Task brief: How many of the lines below hold "inputs"? Only the number, please.
** Opening Supplied entries block **
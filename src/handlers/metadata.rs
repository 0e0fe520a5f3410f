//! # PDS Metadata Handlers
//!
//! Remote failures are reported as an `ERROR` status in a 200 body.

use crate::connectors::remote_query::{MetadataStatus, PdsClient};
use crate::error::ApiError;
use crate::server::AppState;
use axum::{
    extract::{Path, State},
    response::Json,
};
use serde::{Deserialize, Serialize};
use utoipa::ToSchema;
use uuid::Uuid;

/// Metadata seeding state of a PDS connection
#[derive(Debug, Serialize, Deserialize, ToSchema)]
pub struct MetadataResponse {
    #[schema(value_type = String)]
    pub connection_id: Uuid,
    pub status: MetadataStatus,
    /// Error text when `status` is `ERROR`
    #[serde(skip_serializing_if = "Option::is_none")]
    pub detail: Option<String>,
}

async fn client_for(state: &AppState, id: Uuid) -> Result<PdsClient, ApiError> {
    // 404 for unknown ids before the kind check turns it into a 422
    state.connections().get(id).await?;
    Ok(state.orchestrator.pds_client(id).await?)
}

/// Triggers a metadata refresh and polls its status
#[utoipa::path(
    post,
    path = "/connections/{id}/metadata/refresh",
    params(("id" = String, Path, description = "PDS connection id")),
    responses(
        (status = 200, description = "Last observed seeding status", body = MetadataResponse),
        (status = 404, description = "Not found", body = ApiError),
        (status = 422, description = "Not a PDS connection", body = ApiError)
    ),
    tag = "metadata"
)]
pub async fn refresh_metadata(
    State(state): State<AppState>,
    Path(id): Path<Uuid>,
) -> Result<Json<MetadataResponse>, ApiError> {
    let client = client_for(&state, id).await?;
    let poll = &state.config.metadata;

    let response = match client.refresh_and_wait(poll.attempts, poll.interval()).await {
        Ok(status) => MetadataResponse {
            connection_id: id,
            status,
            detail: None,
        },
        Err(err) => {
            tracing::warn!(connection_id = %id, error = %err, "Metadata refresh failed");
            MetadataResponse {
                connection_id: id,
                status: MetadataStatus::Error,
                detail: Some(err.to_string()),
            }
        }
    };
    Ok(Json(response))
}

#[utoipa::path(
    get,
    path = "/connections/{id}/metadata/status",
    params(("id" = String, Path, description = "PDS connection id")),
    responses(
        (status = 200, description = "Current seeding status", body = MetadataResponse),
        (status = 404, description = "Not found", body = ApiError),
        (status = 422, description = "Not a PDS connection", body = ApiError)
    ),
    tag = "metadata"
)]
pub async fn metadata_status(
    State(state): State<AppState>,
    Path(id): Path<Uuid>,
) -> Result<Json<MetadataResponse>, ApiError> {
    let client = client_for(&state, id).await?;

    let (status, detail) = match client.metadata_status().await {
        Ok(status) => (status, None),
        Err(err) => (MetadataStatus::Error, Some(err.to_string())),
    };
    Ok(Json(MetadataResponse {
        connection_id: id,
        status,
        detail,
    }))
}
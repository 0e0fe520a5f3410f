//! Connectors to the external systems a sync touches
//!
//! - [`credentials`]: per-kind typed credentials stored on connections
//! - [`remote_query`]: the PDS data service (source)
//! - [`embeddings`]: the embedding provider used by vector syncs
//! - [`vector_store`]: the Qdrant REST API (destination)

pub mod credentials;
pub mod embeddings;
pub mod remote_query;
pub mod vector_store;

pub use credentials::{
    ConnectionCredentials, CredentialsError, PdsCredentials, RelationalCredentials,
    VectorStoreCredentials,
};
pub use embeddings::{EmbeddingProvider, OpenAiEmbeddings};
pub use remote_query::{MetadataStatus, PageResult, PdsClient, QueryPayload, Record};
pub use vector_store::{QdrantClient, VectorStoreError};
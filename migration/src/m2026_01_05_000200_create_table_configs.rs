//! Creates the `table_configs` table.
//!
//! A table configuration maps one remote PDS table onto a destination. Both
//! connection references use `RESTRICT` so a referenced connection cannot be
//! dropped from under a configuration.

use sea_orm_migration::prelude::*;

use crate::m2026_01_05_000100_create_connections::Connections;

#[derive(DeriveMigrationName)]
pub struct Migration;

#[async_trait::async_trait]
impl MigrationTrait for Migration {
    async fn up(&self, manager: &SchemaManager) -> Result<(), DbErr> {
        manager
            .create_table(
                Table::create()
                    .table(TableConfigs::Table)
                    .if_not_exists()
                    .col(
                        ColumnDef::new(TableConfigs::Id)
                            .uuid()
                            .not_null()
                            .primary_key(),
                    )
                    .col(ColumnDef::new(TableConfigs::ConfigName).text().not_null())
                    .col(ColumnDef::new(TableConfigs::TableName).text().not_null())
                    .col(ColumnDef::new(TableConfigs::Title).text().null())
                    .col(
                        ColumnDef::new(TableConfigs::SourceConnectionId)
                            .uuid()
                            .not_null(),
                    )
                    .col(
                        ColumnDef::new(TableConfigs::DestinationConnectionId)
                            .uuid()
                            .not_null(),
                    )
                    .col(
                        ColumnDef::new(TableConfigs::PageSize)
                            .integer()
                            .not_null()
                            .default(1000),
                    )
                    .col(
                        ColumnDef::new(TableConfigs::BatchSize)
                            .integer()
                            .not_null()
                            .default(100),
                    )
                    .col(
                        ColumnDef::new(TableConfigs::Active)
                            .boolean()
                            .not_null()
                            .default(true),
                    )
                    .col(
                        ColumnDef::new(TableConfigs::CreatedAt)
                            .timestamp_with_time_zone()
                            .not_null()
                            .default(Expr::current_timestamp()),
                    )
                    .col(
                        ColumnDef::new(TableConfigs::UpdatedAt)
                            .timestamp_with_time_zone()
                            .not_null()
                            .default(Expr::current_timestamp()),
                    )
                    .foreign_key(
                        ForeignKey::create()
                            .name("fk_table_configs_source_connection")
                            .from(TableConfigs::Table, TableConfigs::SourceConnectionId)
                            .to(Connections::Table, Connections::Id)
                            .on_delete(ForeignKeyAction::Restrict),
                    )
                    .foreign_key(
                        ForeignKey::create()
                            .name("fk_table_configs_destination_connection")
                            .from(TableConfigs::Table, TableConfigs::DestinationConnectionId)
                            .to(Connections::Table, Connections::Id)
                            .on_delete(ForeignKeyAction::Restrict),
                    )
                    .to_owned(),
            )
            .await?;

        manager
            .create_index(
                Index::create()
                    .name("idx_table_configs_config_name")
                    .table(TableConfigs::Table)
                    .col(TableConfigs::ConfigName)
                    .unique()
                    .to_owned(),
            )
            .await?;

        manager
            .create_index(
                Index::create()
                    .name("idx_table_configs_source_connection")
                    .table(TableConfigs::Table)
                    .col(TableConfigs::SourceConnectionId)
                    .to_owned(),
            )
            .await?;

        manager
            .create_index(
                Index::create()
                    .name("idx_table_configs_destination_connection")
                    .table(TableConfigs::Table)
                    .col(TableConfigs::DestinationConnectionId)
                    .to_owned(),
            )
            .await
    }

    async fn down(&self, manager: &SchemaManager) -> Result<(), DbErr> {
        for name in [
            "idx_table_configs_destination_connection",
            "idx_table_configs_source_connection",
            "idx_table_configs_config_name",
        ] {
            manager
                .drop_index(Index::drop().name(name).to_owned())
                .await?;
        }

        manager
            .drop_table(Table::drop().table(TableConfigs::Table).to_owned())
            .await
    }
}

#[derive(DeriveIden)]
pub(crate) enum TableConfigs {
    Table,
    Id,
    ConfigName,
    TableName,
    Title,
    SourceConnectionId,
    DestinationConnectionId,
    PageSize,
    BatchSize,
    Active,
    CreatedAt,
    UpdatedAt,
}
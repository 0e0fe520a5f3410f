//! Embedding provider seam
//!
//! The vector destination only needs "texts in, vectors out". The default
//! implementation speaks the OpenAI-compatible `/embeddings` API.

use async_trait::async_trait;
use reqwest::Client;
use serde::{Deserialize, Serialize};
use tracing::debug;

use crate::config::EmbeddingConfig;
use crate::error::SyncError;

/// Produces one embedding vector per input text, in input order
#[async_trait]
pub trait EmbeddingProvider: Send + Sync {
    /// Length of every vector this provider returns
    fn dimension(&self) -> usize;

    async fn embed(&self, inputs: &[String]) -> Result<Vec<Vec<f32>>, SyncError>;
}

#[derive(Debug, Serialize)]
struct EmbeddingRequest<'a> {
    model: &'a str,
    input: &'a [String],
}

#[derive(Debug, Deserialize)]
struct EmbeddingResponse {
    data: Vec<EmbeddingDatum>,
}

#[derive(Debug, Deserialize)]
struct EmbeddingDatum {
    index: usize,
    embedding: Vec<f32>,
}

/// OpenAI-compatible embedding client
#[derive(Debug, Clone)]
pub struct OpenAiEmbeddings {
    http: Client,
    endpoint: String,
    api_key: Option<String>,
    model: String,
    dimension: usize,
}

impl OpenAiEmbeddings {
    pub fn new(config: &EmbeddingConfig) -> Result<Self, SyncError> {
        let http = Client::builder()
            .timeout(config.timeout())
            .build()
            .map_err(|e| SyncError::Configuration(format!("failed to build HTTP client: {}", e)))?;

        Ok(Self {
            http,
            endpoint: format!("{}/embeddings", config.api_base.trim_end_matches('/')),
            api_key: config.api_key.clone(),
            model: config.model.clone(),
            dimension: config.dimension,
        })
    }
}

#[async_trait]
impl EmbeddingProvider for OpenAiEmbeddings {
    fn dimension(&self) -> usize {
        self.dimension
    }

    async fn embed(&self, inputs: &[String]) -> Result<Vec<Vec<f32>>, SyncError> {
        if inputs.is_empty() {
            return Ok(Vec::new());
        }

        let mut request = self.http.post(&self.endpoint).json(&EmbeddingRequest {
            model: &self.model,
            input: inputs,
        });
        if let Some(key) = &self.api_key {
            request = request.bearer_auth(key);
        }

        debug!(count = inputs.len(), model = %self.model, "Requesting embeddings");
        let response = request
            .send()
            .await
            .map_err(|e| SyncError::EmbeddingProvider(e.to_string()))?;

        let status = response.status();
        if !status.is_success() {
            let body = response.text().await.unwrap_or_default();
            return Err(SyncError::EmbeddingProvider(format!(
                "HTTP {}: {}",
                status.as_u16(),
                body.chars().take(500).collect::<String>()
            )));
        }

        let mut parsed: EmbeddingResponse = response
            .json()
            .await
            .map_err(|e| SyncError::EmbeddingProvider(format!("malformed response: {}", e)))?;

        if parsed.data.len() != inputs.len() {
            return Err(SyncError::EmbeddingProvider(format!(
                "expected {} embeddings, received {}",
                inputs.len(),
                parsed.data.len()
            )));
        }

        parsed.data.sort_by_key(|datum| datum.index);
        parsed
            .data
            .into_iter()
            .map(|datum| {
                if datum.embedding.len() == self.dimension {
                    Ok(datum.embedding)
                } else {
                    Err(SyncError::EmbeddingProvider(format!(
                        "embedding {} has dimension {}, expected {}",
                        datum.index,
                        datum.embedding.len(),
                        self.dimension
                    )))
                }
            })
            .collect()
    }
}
** Closing Supplied entries block **
** Opening Supplied entries block **
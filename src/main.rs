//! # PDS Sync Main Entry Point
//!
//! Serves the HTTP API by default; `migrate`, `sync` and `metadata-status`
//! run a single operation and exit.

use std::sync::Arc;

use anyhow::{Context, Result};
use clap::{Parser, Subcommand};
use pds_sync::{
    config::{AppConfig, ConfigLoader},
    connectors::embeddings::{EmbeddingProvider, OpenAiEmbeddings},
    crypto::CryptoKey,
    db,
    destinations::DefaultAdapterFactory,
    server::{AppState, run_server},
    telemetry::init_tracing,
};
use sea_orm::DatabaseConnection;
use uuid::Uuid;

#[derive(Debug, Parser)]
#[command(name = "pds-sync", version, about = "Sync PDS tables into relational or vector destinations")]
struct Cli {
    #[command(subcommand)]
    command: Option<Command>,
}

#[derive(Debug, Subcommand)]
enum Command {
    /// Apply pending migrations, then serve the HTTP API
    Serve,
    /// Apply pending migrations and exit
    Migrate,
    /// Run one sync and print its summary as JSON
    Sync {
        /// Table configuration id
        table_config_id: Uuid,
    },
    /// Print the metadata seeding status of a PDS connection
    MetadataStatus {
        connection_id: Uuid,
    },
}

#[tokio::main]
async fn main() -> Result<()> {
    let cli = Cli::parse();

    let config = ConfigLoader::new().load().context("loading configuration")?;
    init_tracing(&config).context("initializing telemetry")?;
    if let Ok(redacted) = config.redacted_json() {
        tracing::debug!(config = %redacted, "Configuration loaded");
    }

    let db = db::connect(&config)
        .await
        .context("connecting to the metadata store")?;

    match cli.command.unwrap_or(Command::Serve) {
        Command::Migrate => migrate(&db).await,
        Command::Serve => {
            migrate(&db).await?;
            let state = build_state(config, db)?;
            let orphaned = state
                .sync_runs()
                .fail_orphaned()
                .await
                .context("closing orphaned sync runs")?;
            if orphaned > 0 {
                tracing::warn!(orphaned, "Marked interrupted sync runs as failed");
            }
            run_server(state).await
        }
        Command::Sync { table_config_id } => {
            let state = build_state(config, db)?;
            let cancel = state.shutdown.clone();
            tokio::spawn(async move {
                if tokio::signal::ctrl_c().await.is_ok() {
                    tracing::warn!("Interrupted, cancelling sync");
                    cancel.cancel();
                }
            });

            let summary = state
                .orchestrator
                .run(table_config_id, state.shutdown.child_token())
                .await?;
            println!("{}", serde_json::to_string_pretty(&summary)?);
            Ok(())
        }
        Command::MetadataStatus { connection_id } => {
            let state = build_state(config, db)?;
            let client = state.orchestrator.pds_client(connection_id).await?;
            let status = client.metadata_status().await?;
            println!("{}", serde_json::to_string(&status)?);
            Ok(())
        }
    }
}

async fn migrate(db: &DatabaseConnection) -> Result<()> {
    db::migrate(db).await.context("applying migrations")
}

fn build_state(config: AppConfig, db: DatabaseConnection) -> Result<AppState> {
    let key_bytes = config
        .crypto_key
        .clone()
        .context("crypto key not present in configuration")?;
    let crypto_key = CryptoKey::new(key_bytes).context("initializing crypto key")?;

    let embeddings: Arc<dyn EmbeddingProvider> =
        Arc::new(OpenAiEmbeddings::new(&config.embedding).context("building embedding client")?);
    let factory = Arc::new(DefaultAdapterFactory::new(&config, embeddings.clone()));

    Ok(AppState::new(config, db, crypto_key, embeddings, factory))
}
** Closing Supplied entries block **
Reply to the task: 7